É difícil precisar a origem do clichê "último grito da moda", mas, apesar do esgotamento do uso, o termo traz na palavra "grito" um relevo simbólico ao destacar uma forma de expressão que pode ir da celebração ao alerta, do embate ao aviso. Expressar-se, afinal, é gesto norteador tanto na utilização quanto na produção de moda. Neste sentido, o Vida&Arte destaca quatro iniciativas cearenses, entre outras inúmeras possíveis, que tensionam regras e moldes da moda ao expressar vivências e mensagens de pessoas pretas, indígenas e LGBTs a partir de peças de vestuário e acessórios. Das bolsas feitas de bandana da Preta Chic aos grafismos indígenas da Tremembé, passando pelo desafio ao bom gosto da Pior Grife e chegando à celebração de si, dos seus e dos próprios territórios da MANCUDA, as expressões, pelo "pano" e pelos discursos, são de autoestima, proposição de novas possibilidades e construção coletiva — sempre.

MANCUDA

Mancuda completa três anos desde a criação oficial neste domingo, 7 de maio.
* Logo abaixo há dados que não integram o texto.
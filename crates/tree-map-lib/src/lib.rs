//! Tree Map Library - Viewport-driven caching for tree inventory maps
//!
//! This library keeps a map view of a tree inventory responsive while the user pans
//! and zooms. Instead of fetching exactly what is on screen, it fetches a rectangle
//! 1.5x larger than the viewport and serves every later viewport that still fits
//! inside it from memory. Below a zoom threshold the backend returns server-side
//! clusters instead of individual trees.
//!
//! # Architecture
//!
//! - **[`ViewportBounds`]**: Geographic rectangle with expansion and containment math
//! - **[`BoundsTracker`]**: Turns raw map frames into settled viewport changes
//! - **[`ExpandedBoundsCache`]**: Cache policy deciding between cached data and a new fetch
//! - **[`MarkerMemo`]**: Marker construction with identity-based memoization
//! - **[`DetailLookup`]**: Lazy, on-demand loading of full tree records
//! - **[`TreeApi`]**: Seam to the REST backend, with [`HttpTreeApi`] as the real client
//! - **[`TreeMapService`]**: Context object wiring all of the above to an async runtime
//!
//! # Concurrency
//!
//! Everything except the network calls runs on the caller's thread. Fetches are
//! spawned onto tokio and report back through a channel; the cache applies them in
//! request order and drops anything superseded (last request wins).

mod api;
mod bounds;
mod cache;
mod detail;
mod markers;
mod model;
mod service;
mod tracker;

// Public API exports
pub use api::{ApiError, BoundsQuery, HttpTreeApi, HttpTreeApiConfig, TreeApi};
pub use bounds::ViewportBounds;
pub use cache::{
    CacheKey, CachePolicy, CacheStats, Completion, ExpandedBoundsCache, ExpandedCacheEntry, FetchRequest,
    MapData, Plan, ZoomBucket,
};
pub use detail::{DetailLookup, DetailRequest, DetailState};
pub use markers::{
    Marker, MarkerColor, MarkerId, MarkerMemo, MarkerStyle, Popup, cluster_radius, display_count,
    in_viewport, marker_color, render_markers, visible,
};
pub use model::{
    MapFilters, TreeCluster, TreeDetail, TreeHealth, TreeMapItem, TreePhoto, TreeStatus,
};
pub use service::{MapView, TreeMapService};
pub use tracker::{BoundsTracker, MapFrame, SubscriptionId, ViewportChange};

/// Error types for the tree map library
#[derive(Debug, thiserror::Error)]
pub enum TreeMapError {
    #[error("Invalid bounds: {0}")]
    InvalidBounds(String),

    #[error("Invalid cache policy: {0}")]
    InvalidPolicy(String),

    #[error("API error: {0}")]
    Api(#[from] ApiError),

    #[error("No async runtime available: {0}")]
    Runtime(String),
}

pub type Result<T> = std::result::Result<T, TreeMapError>;

#[cfg(test)]
mod tests {
    use super::*;

    #[test]
    fn test_public_exports() {
        // Verify that the main entry points are reachable from the crate root
        let _: fn(CachePolicy) -> ExpandedBoundsCache = ExpandedBoundsCache::new;
        let _: fn() -> CachePolicy = CachePolicy::default;
        let _: fn() -> BoundsTracker = BoundsTracker::new;
    }

    #[test]
    fn test_error_display() {
        let err = TreeMapError::InvalidBounds("min_lat > max_lat".to_string());
        assert_eq!(err.to_string(), "Invalid bounds: min_lat > max_lat");

        let err: TreeMapError = ApiError::Timeout.into();
        assert_eq!(err.to_string(), "API error: request timed out");
    }
}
Iniciativa começou na pandemia e tem na cultura das favelas a principal expressão
Foto: Nair Beatriz e Carll Souza / divulgação
Mancuda completa três anos desde a criação oficial neste domingo, 7 de maio. Iniciativa começou na pandemia e tem na cultura das favelas a principal expressão

Carll Souza, do Grande Pirambu, e Nair Beatriz, do Bairro Ellery, têm caminhos irmanados desde os primeiros cursos em 2016 na Rede Cuca e a graduação em Ciências Sociais na UFC em 2017, na qual se somaram na construção do fórum de negres do curso. Ao longo das vivências, a moda se fez presente — das temáticas das formações iniciais ao desejo de Nair pela graduação na área, abandonado pela necessidade de um curso que permitisse tempo para trabalhar, chegando à construção conjunta de uma primeira peça com estamparia africana, que foi dada de presente à produtora cultural e amiga Lilica Santos.
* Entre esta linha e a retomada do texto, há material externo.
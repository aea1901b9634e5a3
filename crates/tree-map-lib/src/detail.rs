//! On-demand tree detail lookup
//!
//! Map markers carry only a projection of each tree. Selecting one loads the
//! full record, which is kept in a small LRU so flipping between recently
//! inspected trees is instant.

use crate::{ApiError, TreeDetail};
use lru::LruCache;
use std::collections::HashSet;
use std::num::NonZeroUsize;
use std::sync::Arc;

/// Number of full records kept in memory
pub const DEFAULT_DETAIL_CAPACITY: usize = 64;

/// What the detail panel should show
#[derive(Debug, Clone, PartialEq)]
pub enum DetailState {
    Idle,
    Loading(String),
    Loaded(Arc<TreeDetail>),
    /// The backend has no tree with this id
    NotFound(String),
    Failed(String, String),
}

impl DetailState {
    /// Inline message for states without a record
    pub fn message(&self) -> Option<String> {
        match self {
            Self::Idle | Self::Loaded(_) => None,
            Self::Loading(_) => Some("Loading tree details...".to_string()),
            Self::NotFound(_) => Some("Tree not found".to_string()),
            Self::Failed(_, message) => Some(format!("Failed to load tree: {message}")),
        }
    }
}

/// A record the caller must fetch
#[derive(Debug, Clone, PartialEq, Eq)]
pub struct DetailRequest {
    pub id: String,
}

#[derive(Debug, Clone)]
enum Cached {
    Found(Arc<TreeDetail>),
    Missing,
}

#[derive(Debug)]
pub struct DetailLookup {
    cache: LruCache<String, Cached>,
    /// Ids with a request out, selected or not
    in_flight: HashSet<String>,
    selected: Option<String>,
    state: DetailState,
}

impl Default for DetailLookup {
    fn default() -> Self {
        Self::new(DEFAULT_DETAIL_CAPACITY)
    }
}

impl DetailLookup {
    /// Capacity of zero is bumped to one
    pub fn new(capacity: usize) -> Self {
        let capacity = NonZeroUsize::new(capacity).unwrap_or(NonZeroUsize::MIN);
        Self {
            cache: LruCache::new(capacity),
            in_flight: HashSet::new(),
            selected: None,
            state: DetailState::Idle,
        }
    }

    /// Select a tree; returns a request unless the record is already known
    pub fn select(&mut self, id: &str) -> Option<DetailRequest> {
        self.selected = Some(id.to_string());

        if let Some(cached) = self.cache.get(id) {
            tracing::debug!(id, "Tree detail served from cache");
            self.state = match cached {
                Cached::Found(detail) => DetailState::Loaded(detail.clone()),
                Cached::Missing => DetailState::NotFound(id.to_string()),
            };
            return None;
        }

        self.state = DetailState::Loading(id.to_string());
        if !self.in_flight.insert(id.to_string()) {
            tracing::trace!(id, "Tree detail already requested");
            return None;
        }
        Some(DetailRequest { id: id.to_string() })
    }

    /// Apply a fetch result
    ///
    /// Successful lookups are cached whether or not the tree is still selected;
    /// only the selected tree changes the visible state.
    pub fn resolve(&mut self, id: &str, result: Result<Option<TreeDetail>, ApiError>) {
        self.in_flight.remove(id);
        let state = match result {
            Ok(Some(detail)) => {
                let detail = Arc::new(detail);
                self.cache.put(id.to_string(), Cached::Found(detail.clone()));
                DetailState::Loaded(detail)
            }
            Ok(None) => {
                self.cache.put(id.to_string(), Cached::Missing);
                DetailState::NotFound(id.to_string())
            }
            Err(error) => {
                tracing::warn!(id, %error, "Failed to load tree detail");
                DetailState::Failed(id.to_string(), error.to_string())
            }
        };

        if self.selected.as_deref() == Some(id) {
            self.state = state;
        }
    }

    pub fn clear_selection(&mut self) {
        self.selected = None;
        self.state = DetailState::Idle;
    }

    pub fn selected(&self) -> Option<&str> {
        self.selected.as_deref()
    }

    pub fn state(&self) -> &DetailState {
        &self.state
    }

    /// Drop cached records, e.g. after the inventory was edited
    pub fn invalidate(&mut self) {
        self.cache.clear();
    }

    pub fn cached_len(&self) -> usize {
        self.cache.len()
    }
}

#[cfg(test)]
mod tests {
    use super::*;
    use crate::{TreeHealth, TreeStatus};

    fn detail(id: &str) -> TreeDetail {
        serde_json::from_value(serde_json::json!({
            "id": id,
            "tree_code": format!("TR-{id}"),
            "common_name": "Narra",
            "status": "alive",
            "health": "healthy"
        }))
        .unwrap()
    }

    #[test]
    fn test_select_then_resolve() {
        let mut lookup = DetailLookup::default();
        assert_eq!(lookup.state(), &DetailState::Idle);

        let request = lookup.select("t-1").unwrap();
        assert_eq!(request.id, "t-1");
        assert_eq!(lookup.state(), &DetailState::Loading("t-1".to_string()));
        assert!(lookup.select("t-1").is_none());

        lookup.resolve("t-1", Ok(Some(detail("t-1"))));
        match lookup.state() {
            DetailState::Loaded(d) => {
                assert_eq!(d.tree_code, "TR-t-1");
                assert_eq!(d.status, TreeStatus::Alive);
                assert_eq!(d.health, TreeHealth::Healthy);
            }
            other => panic!("unexpected state {other:?}"),
        }
    }

    #[test]
    fn test_cached_detail_needs_no_request() {
        let mut lookup = DetailLookup::default();
        lookup.select("t-1");
        lookup.resolve("t-1", Ok(Some(detail("t-1"))));
        lookup.clear_selection();
        assert_eq!(lookup.state(), &DetailState::Idle);

        assert!(lookup.select("t-1").is_none());
        assert!(matches!(lookup.state(), DetailState::Loaded(_)));
    }

    #[test]
    fn test_missing_tree_shows_not_found() {
        let mut lookup = DetailLookup::default();
        lookup.select("gone");
        lookup.resolve("gone", Ok(None));
        assert_eq!(lookup.state(), &DetailState::NotFound("gone".to_string()));
        assert_eq!(lookup.state().message().as_deref(), Some("Tree not found"));

        // Remembered, no second request
        lookup.clear_selection();
        assert!(lookup.select("gone").is_none());
    }

    #[test]
    fn test_failure_is_not_cached() {
        let mut lookup = DetailLookup::default();
        lookup.select("t-1");
        lookup.resolve("t-1", Err(ApiError::Timeout));
        assert!(matches!(lookup.state(), DetailState::Failed(id, _) if id == "t-1"));
        assert!(lookup.select("t-1").is_some());
    }

    #[test]
    fn test_late_result_for_other_tree_is_cached_silently() {
        let mut lookup = DetailLookup::default();
        lookup.select("t-1");
        lookup.select("t-2");
        lookup.resolve("t-1", Ok(Some(detail("t-1"))));
        assert_eq!(lookup.state(), &DetailState::Loading("t-2".to_string()));
        assert_eq!(lookup.cached_len(), 1);
    }

    #[test]
    fn test_reselecting_pending_tree_sends_no_second_request() {
        let mut lookup = DetailLookup::default();
        assert!(lookup.select("t-1").is_some());
        assert!(lookup.select("t-2").is_some());
        assert!(lookup.select("t-1").is_none());
        assert_eq!(lookup.state(), &DetailState::Loading("t-1".to_string()));

        lookup.resolve("t-1", Ok(Some(detail("t-1"))));
        assert!(matches!(lookup.state(), DetailState::Loaded(d) if d.id == "t-1"));

        // Once answered, a failed id may be asked for again
        lookup.resolve("t-2", Err(ApiError::Timeout));
        assert!(lookup.select("t-2").is_some());
    }

    #[test]
    fn test_capacity_evicts_oldest() {
        let mut lookup = DetailLookup::new(2);
        for id in ["a", "b", "c"] {
            lookup.select(id);
            lookup.resolve(id, Ok(Some(detail(id))));
        }
        assert_eq!(lookup.cached_len(), 2);
        assert!(lookup.select("a").is_some());
        assert!(lookup.select("c").is_none());
    }
}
A MANCUDA — batizada a partir de gíria elogiosa usada em comunidades de Fortaleza — nasce desse percurso e se concretiza em 2020. "Moro com minha tia, que me ensinou um ponto de costura à mão e acabei me jogando nessa possibilidade, costurar à mão me ajudou muito (no isolamento da pandemia)", recupera Carll. O jovem fez uma bolsa e, com o apoio da amiga, passou a vendê-la. Foi o começo do aprofundamento da parceria.
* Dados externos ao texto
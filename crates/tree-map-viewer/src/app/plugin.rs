//! Walkers plugin for drawing tree markers on the map view
//!
//! The plugin is rebuilt every frame from the current marker snapshot. It draws
//! the markers, and reports the frame's viewport and any marker click back to the
//! app through shared [`MapFeedback`].

use egui::{Color32, Pos2, Stroke};
use std::sync::{Arc, Mutex};
use tree_map_lib::{MapFrame, Marker, MarkerColor, Popup, ViewportBounds};
use walkers::{Plugin, Projector};

/// What a click on the map hit
#[derive(Debug, Clone, PartialEq)]
pub enum MarkerHit {
    Tree(String),
    Cluster(Popup),
    Background,
}

/// Written by the plugin each frame, consumed by the app
#[derive(Debug, Default)]
pub struct MapFeedback {
    pub frame: Option<MapFrame>,
    pub clicked: Option<MarkerHit>,
}

/// Plugin for rendering tree and cluster markers
pub struct TreeMarkersPlugin {
    markers: Vec<Arc<Marker>>,
    feedback: Arc<Mutex<MapFeedback>>,
}

impl TreeMarkersPlugin {
    pub fn new(markers: Vec<Arc<Marker>>, feedback: Arc<Mutex<MapFeedback>>) -> Self {
        Self { markers, feedback }
    }

    fn viewport(response: &egui::Response, projector: &Projector) -> Option<ViewportBounds> {
        let rect = response.rect;
        let top_left = projector.unproject(egui::Vec2::new(rect.min.x, rect.min.y));
        let bottom_right = projector.unproject(egui::Vec2::new(rect.max.x, rect.max.y));
        ViewportBounds::from_corners(
            top_left.y(),
            top_left.x(),
            bottom_right.y(),
            bottom_right.x(),
        )
        .ok()
    }

    fn draw_marker(painter: &egui::Painter, marker: &Marker, center: Pos2) {
        let fill = to_color32(marker.style.fill, marker.style.fill_opacity);
        let stroke = Stroke::new(
            marker.style.stroke_width,
            to_color32(marker.style.stroke, 1.0),
        );
        painter.circle(center, marker.radius, fill, stroke);

        if let Popup::Cluster { tree_count, .. } = &marker.popup {
            painter.text(
                center,
                egui::Align2::CENTER_CENTER,
                tree_count.to_string(),
                egui::FontId::proportional((marker.radius * 0.6).clamp(11.0, 18.0)),
                Color32::WHITE,
            );
        }
    }

    fn draw_popup(painter: &egui::Painter, anchor: Pos2, popup: &Popup) {
        let galley = painter.layout_no_wrap(
            popup.text(),
            egui::FontId::proportional(13.0),
            Color32::from_gray(20),
        );
        let rect = egui::Rect::from_min_size(
            anchor + egui::vec2(12.0, 12.0),
            galley.size() + egui::vec2(12.0, 8.0),
        );
        painter.rect_filled(rect, 4.0, Color32::from_white_alpha(235));
        painter.galley(rect.min + egui::vec2(6.0, 4.0), galley, Color32::from_gray(20));
    }
}

impl Plugin for TreeMarkersPlugin {
    fn run(
        self: Box<Self>,
        ui: &mut egui::Ui,
        response: &egui::Response,
        projector: &Projector,
        map_memory: &walkers::MapMemory,
    ) {
        profiling::scope!("TreeMarkersPlugin::run");

        let painter = ui.painter();

        let screen: Vec<(Pos2, f32)> = self
            .markers
            .iter()
            .map(|marker| {
                let v = projector.project(walkers::lat_lon(marker.lat, marker.lng));
                (Pos2::new(v.x, v.y), marker.radius)
            })
            .collect();

        {
            profiling::scope!("draw_markers");
            for (marker, (center, _)) in self.markers.iter().zip(&screen) {
                Self::draw_marker(painter, marker, *center);
            }
        }

        if let Some(pointer) = response.hover_pos()
            && let Some(idx) = hit_test(&screen, pointer)
        {
            Self::draw_popup(painter, pointer, &self.markers[idx].popup);
        }

        let clicked = if response.clicked() {
            response.interact_pointer_pos().map(|pointer| {
                match hit_test(&screen, pointer).map(|idx| &self.markers[idx]) {
                    Some(marker) => match marker.tree_id() {
                        Some(id) => MarkerHit::Tree(id.to_string()),
                        None => MarkerHit::Cluster(marker.popup.clone()),
                    },
                    None => MarkerHit::Background,
                }
            })
        } else {
            None
        };

        let interacting = response.dragged()
            || response.is_pointer_button_down_on()
            || ui.input(|i| i.smooth_scroll_delta != egui::Vec2::ZERO || i.zoom_delta() != 1.0);
        let frame = Self::viewport(response, projector).map(|bounds| MapFrame {
            bounds,
            zoom: map_memory.zoom(),
            interacting,
        });

        if let Ok(mut feedback) = self.feedback.lock() {
            feedback.frame = frame;
            if clicked.is_some() {
                feedback.clicked = clicked;
            }
        }
    }
}

/// Index of the top-most marker under `pointer`
///
/// Markers are drawn in order, so later ones are on top.
pub fn hit_test(screen: &[(Pos2, f32)], pointer: Pos2) -> Option<usize> {
    screen
        .iter()
        .enumerate()
        .rev()
        .find(|(_, (center, radius))| center.distance(pointer) <= *radius)
        .map(|(idx, _)| idx)
}

pub fn to_color32(color: MarkerColor, opacity: f32) -> Color32 {
    Color32::from_rgba_unmultiplied(
        color.r,
        color.g,
        color.b,
        (opacity.clamp(0.0, 1.0) * 255.0).round() as u8,
    )
}

#[cfg(test)]
mod tests {
    use super::*;

    #[test]
    fn test_hit_test_prefers_top_marker() {
        let screen = vec![
            (Pos2::new(100.0, 100.0), 20.0),
            (Pos2::new(110.0, 100.0), 8.0),
        ];
        assert_eq!(hit_test(&screen, Pos2::new(112.0, 101.0)), Some(1));
        assert_eq!(hit_test(&screen, Pos2::new(90.0, 100.0)), Some(0));
        assert_eq!(hit_test(&screen, Pos2::new(200.0, 200.0)), None);
    }

    #[test]
    fn test_marker_color_conversion() {
        let c = to_color32(MarkerColor::GREEN, 1.0);
        assert_eq!(c, Color32::from_rgb(0x22, 0xc5, 0x5e));
        assert_eq!(to_color32(MarkerColor::BLUE, 0.8).a(), 204);
    }
}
Descolando-se da "ideia equivocada" de que moda era somente o que se via em circuitos de poder, a dupla estabeleceu um projeto que localizasse "socialmente, geograficamente e culturamente" onde a MANCUDA nascia e de onde tirava inspiração: "Nosso espelho, nosso território, nossa família".

Com olhar histórico e ancestral, se debruçaram em fotos antigas, histórias de parentes — como a de Wellington, tio de Carll que foi assassinado na saída de um baile funk no mesmo ano de nascimento do jovem (estampa inspirada nele no topo da página) — e bagagens próprias para criar coleções que valorizassem aspectos, estéticas e vidas das periferias.

O conceito que rege as produções é o de "favela wear", como explica Carll, uma "prática metodológica de trabalho que tem como foco entender subjetividades e realidades territoriais faveladas atreladas à música, história e arte de maneira positiva". "Não adiantava construir um projeto de marca que não estivesse alinhado a um projeto de vida", atesta.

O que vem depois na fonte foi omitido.